Collected data entries

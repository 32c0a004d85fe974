//! Authentication types and token type constants

use serde::{Deserialize, Serialize};
use std::fmt;
use std::str::FromStr;

/// JSON web token, the default token type
pub const TOKEN_TYPE_JWT: &str = "jwtToken";

/// LTPA2 token issued by z/OSMF
pub const TOKEN_TYPE_LTPA: &str = "LtpaToken2";

/// Token issued by the API Mediation Layer
pub const TOKEN_TYPE_APIML: &str = "apimlAuthenticationToken";

/// Known token types
pub const TOKEN_TYPE_CHOICES: [&str; 3] = [TOKEN_TYPE_JWT, TOKEN_TYPE_LTPA, TOKEN_TYPE_APIML];

/// Protocol used when none is configured
pub const HTTPS_PROTOCOL: &str = "https";

/// Plain HTTP protocol
pub const HTTP_PROTOCOL: &str = "http";

/// Type of authentication a session uses
#[derive(Debug, Clone, Copy, PartialEq, Eq, Hash, PartialOrd, Ord, Serialize, Deserialize)]
pub enum AuthType {
    #[serde(rename = "none")]
    None,
    #[serde(rename = "basic")]
    Basic,
    #[serde(rename = "token")]
    Token,
    #[serde(rename = "bearer")]
    Bearer,
    #[serde(rename = "cert-pem")]
    CertPem,
    /// Reserved. Never selected by the resolver.
    #[serde(rename = "cert-pfx")]
    CertPfx,
}

impl AuthType {
    /// Identifier used in config files and the `--auth-order` option
    pub fn as_str(&self) -> &'static str {
        match self {
            AuthType::None => "none",
            AuthType::Basic => "basic",
            AuthType::Token => "token",
            AuthType::Bearer => "bearer",
            AuthType::CertPem => "cert-pem",
            AuthType::CertPfx => "cert-pfx",
        }
    }

    /// Session properties this auth type needs, in prompting order
    pub fn required_props(&self) -> &'static [&'static str] {
        match self {
            AuthType::None => &[],
            AuthType::Basic => &["user", "password"],
            AuthType::Token => &["tokenType", "tokenValue"],
            AuthType::Bearer => &["tokenValue"],
            AuthType::CertPem => &["cert", "certKey"],
            AuthType::CertPfx => &["cert", "passphrase"],
        }
    }

    /// Auth types that carry a token
    pub fn is_token_based(&self) -> bool {
        matches!(self, AuthType::Token | AuthType::Bearer)
    }
}

impl fmt::Display for AuthType {
    fn fmt(&self, f: &mut fmt::Formatter<'_>) -> fmt::Result {
        f.write_str(self.as_str())
    }
}

impl FromStr for AuthType {
    type Err = String;

    fn from_str(s: &str) -> Result<Self, Self::Err> {
        match s {
            "none" => Ok(AuthType::None),
            "basic" => Ok(AuthType::Basic),
            "token" => Ok(AuthType::Token),
            "bearer" => Ok(AuthType::Bearer),
            "cert-pem" => Ok(AuthType::CertPem),
            "cert-pfx" => Ok(AuthType::CertPfx),
            _ => Err(format!("Unknown authentication type: {}", s)),
        }
    }
}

• Work task: Show all lines from the data above in which the word "tokenValue" appears.

• Solution for this problem:
            AuthType::Token => &["tokenType", "tokenValue"],
            AuthType::Bearer => &["tokenValue"],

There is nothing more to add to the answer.